**What you will do**
Each line below containing the word "struct" needs to be shown.

Saved data entries:
+++

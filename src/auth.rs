//! Bearer token resolution
//!
//! The original dashboard kept its admin token in ambient global state.
//! Here the capability is explicit: an [`AuthTokens`] resolver owns a
//! file-persisted [`TokenStore`] plus an optional injected
//! [`SessionTokenProvider`], and the request executor asks it for a token
//! per request. Resolution order: in-memory cache, persisted file, session
//! provider (persisting the result for reuse). All three may come up
//! empty - anonymous requests are allowed through and the server rejects
//! them.

use crate::error::Result;
use async_trait::async_trait;
use serde::{Deserialize, Serialize};
use std::path::PathBuf;
use std::sync::Arc;
use tokio::sync::RwLock;

/// Source of a fresh session token, injected by the host application.
///
/// Implementations typically wrap whatever session the operator signed in
/// with. Returning `Ok(None)` means no active session.
#[async_trait]
pub trait SessionTokenProvider: Send + Sync {
    async fn access_token(&self) -> Result<Option<String>>;
}

/// Persisted token file contents.
#[derive(Debug, Clone, Serialize, Deserialize, Default)]
struct StoredToken {
    #[serde(default)]
    admin_token: Option<String>,
}

/// File-backed bearer token storage.
#[derive(Debug, Clone)]
pub struct TokenStore {
    path: Option<PathBuf>,
}

impl TokenStore {
    /// Store under the user config directory.
    pub fn new() -> Self {
        Self {
            path: dirs::config_dir().map(|p| p.join("rancha-admin").join("token.json")),
        }
    }

    /// Store at an explicit path (tests, containers without a home dir).
    pub fn at_path(path: PathBuf) -> Self {
        Self { path: Some(path) }
    }

    /// A store that never persists anything.
    pub fn disabled() -> Self {
        Self { path: None }
    }

    /// Read the persisted token, if any.
    pub fn load(&self) -> Option<String> {
        let path = self.path.as_ref()?;
        let content = std::fs::read_to_string(path).ok()?;
        let stored: StoredToken = serde_json::from_str(&content).unwrap_or_default();
        stored.admin_token.filter(|t| !t.is_empty())
    }

    /// Persist a token for reuse across sessions.
    ///
    /// Persistence failure is logged, not propagated: the request that
    /// triggered it still holds a usable token.
    pub fn save(&self, token: &str) {
        let Some(path) = self.path.as_ref() else {
            return;
        };
        if let Some(parent) = path.parent() {
            let _ = std::fs::create_dir_all(parent);
        }
        let stored = StoredToken {
            admin_token: Some(token.to_string()),
        };
        match serde_json::to_string_pretty(&stored) {
            Ok(content) => {
                if let Err(err) = std::fs::write(path, content) {
                    tracing::warn!("failed to persist token: {}", err);
                }
            }
            Err(err) => tracing::warn!("failed to encode token file: {}", err),
        }
    }

    /// Remove the persisted token.
    pub fn clear(&self) {
        if let Some(path) = self.path.as_ref() {
            let _ = std::fs::remove_file(path);
        }
    }
}

impl Default for TokenStore {
    fn default() -> Self {
        Self::new()
    }
}

/// Token resolver shared by all clones of the API client.
#[derive(Clone)]
pub struct AuthTokens {
    store: TokenStore,
    session: Option<Arc<dyn SessionTokenProvider>>,
    cached: Arc<RwLock<Option<String>>>,
}

impl AuthTokens {
    pub fn new(store: TokenStore, session: Option<Arc<dyn SessionTokenProvider>>) -> Self {
        Self {
            store,
            session,
            cached: Arc::new(RwLock::new(None)),
        }
    }

    /// Anonymous resolver: no persisted token, no session provider.
    pub fn anonymous() -> Self {
        Self::new(TokenStore::disabled(), None)
    }

    /// Resolve a bearer token for the next request.
    pub async fn resolve(&self) -> Result<Option<String>> {
        {
            let cache = self.cached.read().await;
            if let Some(token) = cache.as_ref() {
                return Ok(Some(token.clone()));
            }
        }

        if let Some(token) = self.store.load() {
            let mut cache = self.cached.write().await;
            *cache = Some(token.clone());
            return Ok(Some(token));
        }

        if let Some(session) = self.session.as_ref() {
            if let Some(token) = session.access_token().await? {
                if !token.is_empty() {
                    self.store.save(&token);
                    let mut cache = self.cached.write().await;
                    *cache = Some(token.clone());
                    return Ok(Some(token));
                }
            }
        }

        Ok(None)
    }

    /// Drop cached and persisted tokens; next resolve asks the session
    /// provider again. Call on session change or after a 401.
    pub async fn refresh(&self) {
        {
            let mut cache = self.cached.write().await;
            *cache = None;
        }
        self.store.clear();
        tracing::debug!("auth tokens cleared, will re-resolve on next request");
    }
}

+++

**Answer**
struct StoredToken {
pub struct TokenStore {
pub struct AuthTokens {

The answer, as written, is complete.